Host-Guest Chemistry: CB[n] Non-covalent binding with Aspartame

Sanjana Lodha, Amna Khan, Vijay Ramalingam

College of Arts and Sciences, SUNY Polytechnic Institute, Utica, NY, USA

The ability to encapsulate tiny guests more effectively and selectively has made it possible to create multi-component supramolecular aggregated designs that are dynamic and regulated for a range of purposes. The increasing complexity of drugs in the pharmaceutical and medical world today has led to a greater need for these aggregated chemicals to assist in drug delivery. This research looked at the macrocycle molecule cucurbit[n]uril (CB[n]), a polymer of glycoluril, and its ability to bind to other common drug molecules, and further analyzed its potential to deliver drugs to specific targets. The structure of CB[n] is ring-like, similar to a pumpkin, with a hydrophobic inner cavity. CB[n] have a high affinity for cationic compounds due to the carbonyl groups that line the cavity.

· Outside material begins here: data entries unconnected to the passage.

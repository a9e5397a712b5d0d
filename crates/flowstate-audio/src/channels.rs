//! Channel adaptation policy.
//!
//! One rule, applied wherever a block's channel count differs from what the
//! next stage is configured for:
//! - mono to N channels duplicates the mono sample into every channel
//! - N channels to mono averages each frame
//! - any other mismatch passes the block through unchanged

use flowstate_core::{AudioBlock, StreamProperties};
use tracing::{debug, trace};

/// What [`adapt_channels`] did to a block.
#[derive(Debug, Clone, Copy, PartialEq, Eq)]
pub enum Adaptation {
    /// Channel counts already matched.
    Unchanged,
    /// Mono duplicated into every channel.
    Upmixed,
    /// Frames averaged down to mono.
    Downmixed,
    /// Unsupported mismatch, block passed through as-is.
    PassedThrough,
}

/// Adapt `block` to `target_channels` according to the policy above.
pub fn adapt_channels(block: AudioBlock, target_channels: u16) -> (AudioBlock, Adaptation) {
    let source_channels = block.channels();
    match classify(source_channels, target_channels) {
        Adaptation::Unchanged => (block, Adaptation::Unchanged),
        Adaptation::PassedThrough => {
            trace!(
                "Channel mismatch: expected {target_channels}, got {source_channels}; passing through"
            );
            (block, Adaptation::PassedThrough)
        }
        adaptation => {
            debug!("Adapting block from {source_channels} to {target_channels} channels");
            let props = StreamProperties {
                sample_rate: block.sample_rate(),
                channels: target_channels,
            };
            let start = block.start_frame();
            let samples = adapt_interleaved(block.samples(), source_channels, target_channels);
            (
                AudioBlock::from_interleaved(samples, props).with_start_frame(start),
                adaptation,
            )
        }
    }
}

/// Adapt raw interleaved samples between channel counts.
///
/// Unsupported mismatches return the input unchanged.
pub fn adapt_interleaved(samples: &[f32], from: u16, to: u16) -> Vec<f32> {
    match classify(from, to) {
        Adaptation::Upmixed => samples
            .iter()
            .flat_map(|&s| std::iter::repeat(s).take(to as usize))
            .collect(),
        Adaptation::Downmixed => {
            let width = from as usize;
            samples
                .chunks_exact(width)
                .map(|frame| frame.iter().sum::<f32>() / width as f32)
                .collect()
        }
        Adaptation::Unchanged | Adaptation::PassedThrough => samples.to_vec(),
    }
}

const fn classify(from: u16, to: u16) -> Adaptation {
    if from == to {
        Adaptation::Unchanged
    } else if from == 1 && to > 1 {
        Adaptation::Upmixed
    } else if to == 1 && from > 1 {
        Adaptation::Downmixed
    } else {
        Adaptation::PassedThrough
    }
}

#[cfg(test)]
mod tests {
    use super::*;
    use proptest::prelude::*;

    fn block(samples: Vec<f32>, channels: u16) -> AudioBlock {
        AudioBlock::from_interleaved(
            samples,
            StreamProperties {
                sample_rate: 44_100,
                channels,
            },
        )
    }

    #[test]
    fn test_mono_to_stereo_duplicates() {
        let (out, how) = adapt_channels(block(vec![0.1, 0.2, 0.3], 1), 2);
        assert_eq!(how, Adaptation::Upmixed);
        assert_eq!(out.channels(), 2);
        assert_eq!(out.samples(), &[0.1, 0.1, 0.2, 0.2, 0.3, 0.3]);
    }

    #[test]
    #[allow(clippy::float_cmp)]
    fn test_stereo_to_mono_averages() {
        let (out, how) = adapt_channels(block(vec![1.0, 0.0, 0.5, -0.5], 2), 1);
        assert_eq!(how, Adaptation::Downmixed);
        assert_eq!(out.samples(), &[0.5, 0.0]);
    }

    #[test]
    fn test_other_mismatch_passes_through() {
        let input = block(vec![0.0; 12], 6);
        let (out, how) = adapt_channels(input.clone(), 2);
        assert_eq!(how, Adaptation::PassedThrough);
        assert_eq!(out, input);
    }

    #[test]
    fn test_start_frame_preserved() {
        let input = block(vec![0.0; 4], 1).with_start_frame(77);
        let (out, _) = adapt_channels(input, 2);
        assert_eq!(out.start_frame(), 77);
    }

    proptest! {
        #[test]
        fn prop_upmix_channels_identical(
            mono in proptest::collection::vec(-1.0f32..1.0, 1..256),
            channels in 2u16..8,
        ) {
            let (out, _) = adapt_channels(block(mono.clone(), 1), channels);
            prop_assert_eq!(out.frames(), mono.len());
            for ch in 0..channels as usize {
                prop_assert_eq!(out.channel(ch), mono.clone());
            }
        }

        #[test]
        fn prop_downmix_is_frame_average(
            left in proptest::collection::vec(-1.0f32..1.0, 1..256),
        ) {
            let right: Vec<f32> = left.iter().map(|s| -s * 0.5).collect();
            let interleaved: Vec<f32> = left.iter().zip(&right).flat_map(|(l, r)| [*l, *r]).collect();
            let (out, _) = adapt_channels(block(interleaved, 2), 1);
            for (i, s) in out.samples().iter().enumerate() {
                prop_assert!((s - (left[i] + right[i]) / 2.0).abs() < 1e-6);
            }
        }
    }
}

All these features contribute to the host guest interactions CB[n] participates in, which is particularly appealing when it comes to considering drug molecules as the guest. Initially, a list of 7 drug names were compiled, and researched to test the theoretical solubility quotient with CB [n]. By using Nuclear Magnetic Resonance (NMR) spectroscopy, the biological properties and chemical shifts of CB[n] and other drug molecules were compared to test their degree of interaction with each other.